His final film role was as an acting coach in the mystery “Finding Julia” in 2019.
After he became a full-time resident of Hawaii in 1990, Chamberlain began painting again and exhibited his work there. More than once, he described himself as a contented “beach bum.”
In 2010 he announced that he would be moving back to Los Angeles and living apart from Martin Rabbett, the producer, writer and actor who was his companion of more than 30 years. But Boll said that before his death Chamberlain and Rabbett had resumed living together in Hawaii.

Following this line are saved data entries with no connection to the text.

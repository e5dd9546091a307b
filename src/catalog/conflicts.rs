use itertools::Itertools;
use log::{debug, warn};
use serde::{Deserialize, Serialize};

use super::UpgradeCatalog;

/// An ordered set of selected catalog keys, owned by the caller.
#[derive(Debug, Clone, Default, PartialEq, Eq, Hash, Serialize, Deserialize)]
#[serde(transparent)]
pub struct Selection {
    keys: Vec<String>,
}

impl Selection {
    pub fn new() -> Self {
        Self::default()
    }

    /// Build a selection from raw keys, dropping repeats (first occurrence wins).
    pub fn from_keys<I, S>(keys: I) -> Self
    where
        I: IntoIterator<Item = S>,
        S: Into<String>,
    {
        Self {
            keys: keys.into_iter().map(Into::<String>::into).unique().collect(),
        }
    }

    pub fn contains(&self, key: &str) -> bool {
        self.keys.iter().any(|k| k == key)
    }

    pub fn keys(&self) -> &[String] {
        &self.keys
    }

    pub fn iter(&self) -> impl Iterator<Item = &String> + Clone {
        self.keys.iter()
    }

    pub fn len(&self) -> usize {
        self.keys.len()
    }

    pub fn is_empty(&self) -> bool {
        self.keys.is_empty()
    }

    fn insert(&mut self, key: &str) {
        if !self.contains(key) {
            self.keys.push(key.to_string());
        }
    }

    fn remove(&mut self, key: &str) -> bool {
        let initial_len = self.keys.len();
        self.keys.retain(|k| k != key);
        self.keys.len() != initial_len
    }
}

impl<'a> IntoIterator for &'a Selection {
    type Item = &'a String;
    type IntoIter = std::slice::Iter<'a, String>;

    fn into_iter(self) -> Self::IntoIter {
        self.keys.iter()
    }
}

/// Emitted when adding a key pushed other keys out of its conflict groups.
#[derive(Debug, Clone, PartialEq, Eq, Serialize, Deserialize)]
pub struct ReplacementEvent {
    pub added: String,
    pub removed: Vec<String>,
}

/// A requested change to a selection.
#[derive(Debug, Clone, PartialEq, Eq, Serialize, Deserialize)]
#[serde(rename_all = "snake_case", tag = "op", content = "key")]
pub enum SelectionChange {
    Add(String),
    Remove(String),
}

/// The selection after a change, plus the replacement event if one occurred.
#[derive(Debug, Clone, PartialEq, Eq)]
pub struct Transition {
    pub selection: Selection,
    pub event: Option<ReplacementEvent>,
}

/// Resolves selection changes against the catalog's mutual-exclusion groups.
///
/// The resolver holds no selection of its own: every operation takes the
/// prior selection and returns the next one. After any transition no two
/// distinct modules reachable from the selection share a conflict group.
pub struct ConflictResolver<'a> {
    catalog: &'a UpgradeCatalog,
}

impl<'a> ConflictResolver<'a> {
    pub fn new(catalog: &'a UpgradeCatalog) -> Self {
        Self { catalog }
    }

    /// Add a key, toggling it off if it is already selected.
    pub fn add(&self, selection: &Selection, key: &str) -> Transition {
        let mut next = selection.clone();

        if next.contains(key) {
            next.remove(key);
            return Transition {
                selection: next,
                event: None,
            };
        }

        // a package holds the groups of its modules as well as its own
        let removed: Vec<String> = selection
            .iter()
            .filter(|k| self.catalog.clashes(key, k))
            .cloned()
            .collect();
        for k in &removed {
            next.remove(k);
        }
        next.insert(key);

        let event = if removed.is_empty() {
            None
        } else {
            debug!("{} replaced {:?} in conflict group", key, removed);
            Some(ReplacementEvent {
                added: key.to_string(),
                removed,
            })
        };

        Transition {
            selection: next,
            event,
        }
    }

    /// Remove a key if present. Nothing else is affected.
    pub fn remove(&self, selection: &Selection, key: &str) -> Selection {
        let mut next = selection.clone();
        next.remove(key);
        next
    }

    pub fn apply(&self, selection: &Selection, change: &SelectionChange) -> Transition {
        match change {
            SelectionChange::Add(key) => self.add(selection, key),
            SelectionChange::Remove(key) => Transition {
                selection: self.remove(selection, key),
                event: None,
            },
        }
    }

    /// Turn an externally supplied key set (e.g. restored from storage) into a
    /// conflict-free selection.
    ///
    /// Keys are de-duplicated and added one by one in catalog order starting
    /// from an empty selection, so within a conflict group the key that comes
    /// last in catalog order wins. Keys the catalog does not know are skipped.
    pub fn normalize<'k, I>(&self, keys: I) -> (Selection, Vec<ReplacementEvent>)
    where
        I: IntoIterator<Item = &'k String>,
    {
        let ordered: Vec<(usize, &String)> = keys
            .into_iter()
            .unique()
            .filter_map(|key| match self.catalog.position(key) {
                Some(pos) => Some((pos, key)),
                None => {
                    warn!("Skipping unknown catalog key {} during normalization", key);
                    None
                }
            })
            .sorted_by_key(|(pos, _)| *pos)
            .collect();

        let mut selection = Selection::new();
        let mut events = Vec::new();
        for (_, key) in ordered {
            let transition = self.add(&selection, key);
            selection = transition.selection;
            events.extend(transition.event);
        }
        (selection, events)
    }
}

#[cfg(test)]
mod tests {
    use super::*;
    use proptest::prelude::*;
    use std::collections::HashSet;

    fn keys(selection: &Selection) -> Vec<&str> {
        selection.iter().map(String::as_str).collect()
    }

    #[test]
    fn test_add_inserts_key() {
        let catalog = UpgradeCatalog::builtin();
        let resolver = ConflictResolver::new(&catalog);
        let transition = resolver.add(&Selection::new(), "oil-cooler");
        assert_eq!(keys(&transition.selection), vec!["oil-cooler"]);
        assert!(transition.event.is_none());
    }

    #[test]
    fn test_add_selected_key_toggles_off() {
        let catalog = UpgradeCatalog::builtin();
        let resolver = ConflictResolver::new(&catalog);
        let selection = Selection::from_keys(["oil-cooler", "short-shifter"]);
        let transition = resolver.add(&selection, "oil-cooler");
        assert_eq!(keys(&transition.selection), vec!["short-shifter"]);
        assert!(transition.event.is_none());
    }

    #[test]
    fn test_second_pulley_replaces_first() {
        let catalog = UpgradeCatalog::builtin();
        let resolver = ConflictResolver::new(&catalog);

        let first = resolver.add(&Selection::new(), "supercharger-pulley-small");
        assert!(first.event.is_none());

        let second = resolver.add(&first.selection, "supercharger-pulley-race");
        assert_eq!(keys(&second.selection), vec!["supercharger-pulley-race"]);
        assert_eq!(
            second.event,
            Some(ReplacementEvent {
                added: "supercharger-pulley-race".to_string(),
                removed: vec!["supercharger-pulley-small".to_string()],
            })
        );
    }

    #[test]
    fn test_items_without_group_never_conflict() {
        let catalog = UpgradeCatalog::builtin();
        let resolver = ConflictResolver::new(&catalog);
        let selection = Selection::from_keys(["oil-cooler", "track-radiator"]);
        let transition = resolver.add(&selection, "stainless-brake-lines");
        assert_eq!(transition.selection.len(), 3);
        assert!(transition.event.is_none());
    }

    #[test]
    fn test_remove_does_not_cascade() {
        let catalog = UpgradeCatalog::builtin();
        let resolver = ConflictResolver::new(&catalog);
        let selection = Selection::from_keys(["street-pack", "cold-air-intake"]);
        let next = resolver.remove(&selection, "street-pack");
        assert_eq!(keys(&next), vec!["cold-air-intake"]);
        assert_eq!(resolver.remove(&next, "ghost"), next);
    }

    #[test]
    fn test_apply_dispatches_changes() {
        let catalog = UpgradeCatalog::builtin();
        let resolver = ConflictResolver::new(&catalog);
        let added = resolver.apply(
            &Selection::new(),
            &SelectionChange::Add("coilovers".to_string()),
        );
        assert!(added.selection.contains("coilovers"));
        let removed = resolver.apply(
            &added.selection,
            &SelectionChange::Remove("coilovers".to_string()),
        );
        assert!(removed.selection.is_empty());
    }

    #[test]
    fn test_normalize_last_in_catalog_order_wins() {
        let catalog = UpgradeCatalog::builtin();
        let resolver = ConflictResolver::new(&catalog);
        // supplied out of catalog order; race pulley comes later in the catalog
        let restored = vec![
            "supercharger-pulley-race".to_string(),
            "oil-cooler".to_string(),
            "supercharger-pulley-small".to_string(),
            "oil-cooler".to_string(),
        ];
        let (selection, events) = resolver.normalize(&restored);
        assert_eq!(
            keys(&selection),
            vec!["supercharger-pulley-race", "oil-cooler"]
        );
        assert_eq!(events.len(), 1);
        assert_eq!(events[0].removed, vec!["supercharger-pulley-small"]);
    }

    #[test]
    fn test_normalize_skips_unknown_keys() {
        let catalog = UpgradeCatalog::builtin();
        let resolver = ConflictResolver::new(&catalog);
        let restored = vec!["ghost".to_string(), "coilovers".to_string()];
        let (selection, events) = resolver.normalize(&restored);
        assert_eq!(keys(&selection), vec!["coilovers"]);
        assert!(events.is_empty());
    }

    #[test]
    fn test_package_displaces_standalone_modules_from_its_groups() {
        let catalog = UpgradeCatalog::builtin();
        let resolver = ConflictResolver::new(&catalog);
        let selection = Selection::from_keys(["performance-pads", "r-compound-tires", "oil-cooler"]);

        let transition = resolver.add(&selection, "track-pack");
        assert_eq!(keys(&transition.selection), vec!["oil-cooler", "track-pack"]);
        assert_eq!(
            transition.event,
            Some(ReplacementEvent {
                added: "track-pack".to_string(),
                removed: vec![
                    "performance-pads".to_string(),
                    "r-compound-tires".to_string()
                ],
            })
        );
        assert_conflict_free(&catalog, &transition.selection);

        // and the other way round
        let back = resolver.add(&transition.selection, "r-compound-tires");
        assert_eq!(keys(&back.selection), vec!["oil-cooler", "r-compound-tires"]);
    }

    #[test]
    fn test_module_already_in_package_does_not_clash() {
        let catalog = UpgradeCatalog::builtin();
        let resolver = ConflictResolver::new(&catalog);
        let selection = Selection::from_keys(["track-pack"]);

        let transition = resolver.add(&selection, "coilovers");
        assert_eq!(keys(&transition.selection), vec!["track-pack", "coilovers"]);
        assert!(transition.event.is_none());
    }

    #[test]
    fn test_normalize_lets_later_package_win() {
        let catalog = UpgradeCatalog::builtin();
        let resolver = ConflictResolver::new(&catalog);
        let restored = vec![
            "track-pack".to_string(),
            "performance-pads".to_string(),
            "r-compound-tires".to_string(),
        ];
        let (selection, events) = resolver.normalize(&restored);
        assert_eq!(keys(&selection), vec!["track-pack"]);
        assert_eq!(events.len(), 1);
        assert_conflict_free(&catalog, &selection);
    }

    fn assert_conflict_free(catalog: &UpgradeCatalog, selection: &Selection) {
        let mut groups = HashSet::new();
        for module in catalog.expand_selection(selection) {
            if let Some(group) = &module.conflict_group {
                assert!(
                    groups.insert(group.clone()),
                    "two modules share conflict group {group}"
                );
            }
        }
        for (a, b) in selection.iter().tuple_combinations() {
            assert!(!catalog.clashes(a, b), "{a} and {b} are both selected");
        }
    }

    fn arb_change(keys: Vec<String>) -> impl Strategy<Value = SelectionChange> {
        (prop::sample::select(keys), any::<bool>()).prop_map(|(key, add)| {
            if add {
                SelectionChange::Add(key)
            } else {
                SelectionChange::Remove(key)
            }
        })
    }

    proptest! {
        #![proptest_config(ProptestConfig::with_cases(200))]

        #[test]
        fn prop_every_transition_is_conflict_free(
            changes in prop::collection::vec(
                arb_change(UpgradeCatalog::builtin().items().iter().map(|i| i.key.clone()).collect()),
                1..40,
            )
        ) {
            let catalog = UpgradeCatalog::builtin();
            let resolver = ConflictResolver::new(&catalog);
            let mut selection = Selection::new();
            for change in &changes {
                selection = resolver.apply(&selection, change).selection;
                assert_conflict_free(&catalog, &selection);
            }
        }

        #[test]
        fn prop_normalize_is_conflict_free(
            keys in prop::collection::vec(
                prop::sample::select(
                    UpgradeCatalog::builtin().items().iter().map(|i| i.key.clone()).collect::<Vec<_>>()
                ),
                0..20,
            )
        ) {
            let catalog = UpgradeCatalog::builtin();
            let resolver = ConflictResolver::new(&catalog);
            let (selection, _) = resolver.normalize(&keys);
            assert_conflict_free(&catalog, &selection);
        }
    }
}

Rabbett is his only immediate survivor.
When an interviewer for the Archive of American Television asked Chamberlain in 2010 how he wanted to be remembered, he laughed heartily and said, “I am not interested in being remembered.”
He was willing, however, to share his spiritual beliefs. “I’m positive that love exists,” he said, “and is available to us all the time.” He didn’t mean the phenomenon of being in love, he insisted, but rather “a vibration that is — and is at our beck and call.”